Work item
This exercise calls for printing every record exactly once more.

Data to examine
....
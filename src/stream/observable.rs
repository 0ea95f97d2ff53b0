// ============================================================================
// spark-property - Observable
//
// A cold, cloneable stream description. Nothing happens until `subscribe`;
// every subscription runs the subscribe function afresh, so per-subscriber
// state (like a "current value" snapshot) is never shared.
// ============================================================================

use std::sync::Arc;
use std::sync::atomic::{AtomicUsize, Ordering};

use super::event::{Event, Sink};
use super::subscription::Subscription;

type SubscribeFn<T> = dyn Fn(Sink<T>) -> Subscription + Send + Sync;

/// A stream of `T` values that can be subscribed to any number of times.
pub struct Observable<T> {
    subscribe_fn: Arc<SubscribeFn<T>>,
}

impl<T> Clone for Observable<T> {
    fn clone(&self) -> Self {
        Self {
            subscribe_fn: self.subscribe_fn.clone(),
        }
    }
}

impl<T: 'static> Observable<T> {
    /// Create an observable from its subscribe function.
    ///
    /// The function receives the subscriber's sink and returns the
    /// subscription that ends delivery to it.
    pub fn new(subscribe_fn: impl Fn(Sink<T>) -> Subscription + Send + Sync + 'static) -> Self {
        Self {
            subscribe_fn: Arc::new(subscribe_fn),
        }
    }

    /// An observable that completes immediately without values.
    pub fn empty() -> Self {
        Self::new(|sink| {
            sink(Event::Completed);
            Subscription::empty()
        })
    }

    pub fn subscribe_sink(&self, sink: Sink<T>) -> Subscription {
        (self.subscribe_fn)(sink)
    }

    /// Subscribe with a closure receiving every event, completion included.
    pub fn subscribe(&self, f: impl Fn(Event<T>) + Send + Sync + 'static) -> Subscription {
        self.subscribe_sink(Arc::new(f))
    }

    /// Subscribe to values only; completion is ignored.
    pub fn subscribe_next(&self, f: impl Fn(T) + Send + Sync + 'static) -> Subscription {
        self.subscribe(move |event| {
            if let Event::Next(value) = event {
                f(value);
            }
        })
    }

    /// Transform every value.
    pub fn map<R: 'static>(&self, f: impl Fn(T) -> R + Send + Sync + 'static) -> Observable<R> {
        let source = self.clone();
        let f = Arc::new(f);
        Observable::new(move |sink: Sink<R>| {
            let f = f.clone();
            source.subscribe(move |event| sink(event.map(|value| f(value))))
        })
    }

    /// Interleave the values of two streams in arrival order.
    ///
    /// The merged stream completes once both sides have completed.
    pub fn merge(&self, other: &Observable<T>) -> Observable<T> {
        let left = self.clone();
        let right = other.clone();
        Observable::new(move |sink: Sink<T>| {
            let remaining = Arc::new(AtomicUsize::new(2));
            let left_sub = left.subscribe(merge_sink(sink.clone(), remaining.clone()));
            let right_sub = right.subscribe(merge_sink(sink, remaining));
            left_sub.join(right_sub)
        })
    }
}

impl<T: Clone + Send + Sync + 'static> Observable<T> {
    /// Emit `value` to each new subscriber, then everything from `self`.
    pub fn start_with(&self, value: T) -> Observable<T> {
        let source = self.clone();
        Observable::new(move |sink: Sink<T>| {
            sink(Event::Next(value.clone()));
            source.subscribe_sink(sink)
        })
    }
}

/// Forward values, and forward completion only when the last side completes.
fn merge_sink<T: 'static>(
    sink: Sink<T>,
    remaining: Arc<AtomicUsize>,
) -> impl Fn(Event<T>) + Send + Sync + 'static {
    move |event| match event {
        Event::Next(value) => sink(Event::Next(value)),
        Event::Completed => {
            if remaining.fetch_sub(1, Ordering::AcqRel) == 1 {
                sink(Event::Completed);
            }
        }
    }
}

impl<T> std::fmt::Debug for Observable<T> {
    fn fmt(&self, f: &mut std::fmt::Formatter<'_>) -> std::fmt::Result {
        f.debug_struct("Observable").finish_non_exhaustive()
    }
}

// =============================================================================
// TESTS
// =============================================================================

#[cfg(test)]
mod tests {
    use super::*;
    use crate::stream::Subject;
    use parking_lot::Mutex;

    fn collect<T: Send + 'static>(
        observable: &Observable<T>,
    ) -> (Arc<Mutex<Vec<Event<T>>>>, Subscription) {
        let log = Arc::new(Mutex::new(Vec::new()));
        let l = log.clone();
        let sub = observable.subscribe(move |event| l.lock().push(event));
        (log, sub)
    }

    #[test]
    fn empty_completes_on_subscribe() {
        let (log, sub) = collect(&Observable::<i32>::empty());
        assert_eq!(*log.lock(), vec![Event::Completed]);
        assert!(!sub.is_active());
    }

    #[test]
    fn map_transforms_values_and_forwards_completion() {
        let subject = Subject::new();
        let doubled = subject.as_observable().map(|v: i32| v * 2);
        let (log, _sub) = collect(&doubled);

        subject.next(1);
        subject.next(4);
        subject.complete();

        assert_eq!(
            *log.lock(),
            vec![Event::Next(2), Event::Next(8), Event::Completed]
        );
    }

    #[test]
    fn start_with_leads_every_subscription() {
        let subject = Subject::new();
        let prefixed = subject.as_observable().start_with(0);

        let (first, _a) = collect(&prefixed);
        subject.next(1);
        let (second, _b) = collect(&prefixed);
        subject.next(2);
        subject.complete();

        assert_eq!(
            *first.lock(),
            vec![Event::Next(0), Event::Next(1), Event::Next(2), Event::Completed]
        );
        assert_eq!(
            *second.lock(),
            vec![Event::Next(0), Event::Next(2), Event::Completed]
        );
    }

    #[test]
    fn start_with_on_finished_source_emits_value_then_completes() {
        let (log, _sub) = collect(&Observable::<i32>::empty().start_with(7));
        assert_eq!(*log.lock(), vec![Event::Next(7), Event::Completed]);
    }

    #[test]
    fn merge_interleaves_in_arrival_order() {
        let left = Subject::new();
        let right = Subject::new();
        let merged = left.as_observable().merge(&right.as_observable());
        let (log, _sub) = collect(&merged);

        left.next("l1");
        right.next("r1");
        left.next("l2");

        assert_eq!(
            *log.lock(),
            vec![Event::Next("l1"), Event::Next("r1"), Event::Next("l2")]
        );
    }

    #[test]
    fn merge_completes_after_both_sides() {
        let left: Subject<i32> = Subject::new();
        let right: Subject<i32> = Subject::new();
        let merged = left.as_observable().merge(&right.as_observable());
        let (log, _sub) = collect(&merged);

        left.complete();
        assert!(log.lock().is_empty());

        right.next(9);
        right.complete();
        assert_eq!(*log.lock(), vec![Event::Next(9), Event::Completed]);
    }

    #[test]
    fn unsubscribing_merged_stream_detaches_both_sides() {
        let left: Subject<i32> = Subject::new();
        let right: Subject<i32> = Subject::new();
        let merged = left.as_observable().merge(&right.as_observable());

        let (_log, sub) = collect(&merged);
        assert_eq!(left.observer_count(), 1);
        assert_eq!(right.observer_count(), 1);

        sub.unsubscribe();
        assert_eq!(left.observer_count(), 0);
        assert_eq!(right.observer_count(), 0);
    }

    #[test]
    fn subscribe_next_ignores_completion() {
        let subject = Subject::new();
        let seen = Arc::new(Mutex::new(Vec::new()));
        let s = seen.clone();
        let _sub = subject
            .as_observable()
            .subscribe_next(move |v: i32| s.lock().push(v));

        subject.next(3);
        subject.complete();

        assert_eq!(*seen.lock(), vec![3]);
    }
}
....
Response to the task
filename src/stream/observable.rs
repository 0ea95f97d2ff53b0
// ============================================================================
// spark-property - Observable
//
// A cold, cloneable stream description. Nothing happens until `subscribe`;
// every subscription runs the subscribe function afresh, so per-subscriber
// state (like a "current value" snapshot) is never shared.
// ============================================================================

use std::sync::Arc;
use std::sync::atomic::{AtomicUsize, Ordering};

use super::event::{Event, Sink};
use super::subscription::Subscription;

type SubscribeFn<T> = dyn Fn(Sink<T>) -> Subscription + Send + Sync;

/// A stream of `T` values that can be subscribed to any number of times.
pub struct Observable<T> {
    subscribe_fn: Arc<SubscribeFn<T>>,
}

impl<T> Clone for Observable<T> {
    fn clone(&self) -> Self {
        Self {
            subscribe_fn: self.subscribe_fn.clone(),
        }
    }
}

impl<T: 'static> Observable<T> {
    /// Create an observable from its subscribe function.
    ///
    /// The function receives the subscriber's sink and returns the
    /// subscription that ends delivery to it.
    pub fn new(subscribe_fn: impl Fn(Sink<T>) -> Subscription + Send + Sync + 'static) -> Self {
        Self {
            subscribe_fn: Arc::new(subscribe_fn),
        }
    }

    /// An observable that completes immediately without values.
    pub fn empty() -> Self {
        Self::new(|sink| {
            sink(Event::Completed);
            Subscription::empty()
        })
    }

    pub fn subscribe_sink(&self, sink: Sink<T>) -> Subscription {
        (self.subscribe_fn)(sink)
    }

    /// Subscribe with a closure receiving every event, completion included.
    pub fn subscribe(&self, f: impl Fn(Event<T>) + Send + Sync + 'static) -> Subscription {
        self.subscribe_sink(Arc::new(f))
    }

    /// Subscribe to values only; completion is ignored.
    pub fn subscribe_next(&self, f: impl Fn(T) + Send + Sync + 'static) -> Subscription {
        self.subscribe(move |event| {
            if let Event::Next(value) = event {
                f(value);
            }
        })
    }

    /// Transform every value.
    pub fn map<R: 'static>(&self, f: impl Fn(T) -> R + Send + Sync + 'static) -> Observable<R> {
        let source = self.clone();
        let f = Arc::new(f);
        Observable::new(move |sink: Sink<R>| {
            let f = f.clone();
            source.subscribe(move |event| sink(event.map(|value| f(value))))
        })
    }

    /// Interleave the values of two streams in arrival order.
    ///
    /// The merged stream completes once both sides have completed.
    pub fn merge(&self, other: &Observable<T>) -> Observable<T> {
        let left = self.clone();
        let right = other.clone();
        Observable::new(move |sink: Sink<T>| {
            let remaining = Arc::new(AtomicUsize::new(2));
            let left_sub = left.subscribe(merge_sink(sink.clone(), remaining.clone()));
            let right_sub = right.subscribe(merge_sink(sink, remaining));
            left_sub.join(right_sub)
        })
    }
}

impl<T: Clone + Send + Sync + 'static> Observable<T> {
    /// Emit `value` to each new subscriber, then everything from `self`.
    pub fn start_with(&self, value: T) -> Observable<T> {
        let source = self.clone();
        Observable::new(move |sink: Sink<T>| {
            sink(Event::Next(value.clone()));
            source.subscribe_sink(sink)
        })
    }
}

/// Forward values, and forward completion only when the last side completes.
fn merge_sink<T: 'static>(
    sink: Sink<T>,
    remaining: Arc<AtomicUsize>,
) -> impl Fn(Event<T>) + Send + Sync + 'static {
    move |event| match event {
        Event::Next(value) => sink(Event::Next(value)),
        Event::Completed => {
            if remaining.fetch_sub(1, Ordering::AcqRel) == 1 {
                sink(Event::Completed);
            }
        }
    }
}

impl<T> std::fmt::Debug for Observable<T> {
    fn fmt(&self, f: &mut std::fmt::Formatter<'_>) -> std::fmt::Result {
        f.debug_struct("Observable").finish_non_exhaustive()
    }
}

// =============================================================================
// TESTS
// =============================================================================

#[cfg(test)]
mod tests {
    use super::*;
    use crate::stream::Subject;
    use parking_lot::Mutex;

    fn collect<T: Send + 'static>(
        observable: &Observable<T>,
    ) -> (Arc<Mutex<Vec<Event<T>>>>, Subscription) {
        let log = Arc::new(Mutex::new(Vec::new()));
        let l = log.clone();
        let sub = observable.subscribe(move |event| l.lock().push(event));
        (log, sub)
    }

    #[test]
    fn empty_completes_on_subscribe() {
        let (log, sub) = collect(&Observable::<i32>::empty());
        assert_eq!(*log.lock(), vec![Event::Completed]);
        assert!(!sub.is_active());
    }

    #[test]
    fn map_transforms_values_and_forwards_completion() {
        let subject = Subject::new();
        let doubled = subject.as_observable().map(|v: i32| v * 2);
        let (log, _sub) = collect(&doubled);

        subject.next(1);
        subject.next(4);
        subject.complete();

        assert_eq!(
            *log.lock(),
            vec![Event::Next(2), Event::Next(8), Event::Completed]
        );
    }

    #[test]
    fn start_with_leads_every_subscription() {
        let subject = Subject::new();
        let prefixed = subject.as_observable().start_with(0);

        let (first, _a) = collect(&prefixed);
        subject.next(1);
        let (second, _b) = collect(&prefixed);
        subject.next(2);
        subject.complete();

        assert_eq!(
            *first.lock(),
            vec![Event::Next(0), Event::Next(1), Event::Next(2), Event::Completed]
        );
        assert_eq!(
            *second.lock(),
            vec![Event::Next(0), Event::Next(2), Event::Completed]
        );
    }

    #[test]
    fn start_with_on_finished_source_emits_value_then_completes() {
        let (log, _sub) = collect(&Observable::<i32>::empty().start_with(7));
        assert_eq!(*log.lock(), vec![Event::Next(7), Event::Completed]);
    }

    #[test]
    fn merge_interleaves_in_arrival_order() {
        let left = Subject::new();
        let right = Subject::new();
        let merged = left.as_observable().merge(&right.as_observable());
        let (log, _sub) = collect(&merged);

        left.next("l1");
        right.next("r1");
        left.next("l2");

        assert_eq!(
            *log.lock(),
            vec![Event::Next("l1"), Event::Next("r1"), Event::Next("l2")]
        );
    }

    #[test]
    fn merge_completes_after_both_sides() {
        let left: Subject<i32> = Subject::new();
        let right: Subject<i32> = Subject::new();
        let merged = left.as_observable().merge(&right.as_observable());
        let (log, _sub) = collect(&merged);

        left.complete();
        assert!(log.lock().is_empty());

        right.next(9);
        right.complete();
        assert_eq!(*log.lock(), vec![Event::Next(9), Event::Completed]);
    }

    #[test]
    fn unsubscribing_merged_stream_detaches_both_sides() {
        let left: Subject<i32> = Subject::new();
        let right: Subject<i32> = Subject::new();
        let merged = left.as_observable().merge(&right.as_observable());

        let (_log, sub) = collect(&merged);
        assert_eq!(left.observer_count(), 1);
        assert_eq!(right.observer_count(), 1);

        sub.unsubscribe();
        assert_eq!(left.observer_count(), 0);
        assert_eq!(right.observer_count(), 0);
    }

    #[test]
    fn subscribe_next_ignores_completion() {
        let subject = Subject::new();
        let seen = Arc::new(Mutex::new(Vec::new()));
        let s = seen.clone();
        let _sub = subject
            .as_observable()
            .subscribe_next(move |v: i32| s.lock().push(v));

        subject.next(3);
        subject.complete();

        assert_eq!(*seen.lock(), vec![3]);
    }
}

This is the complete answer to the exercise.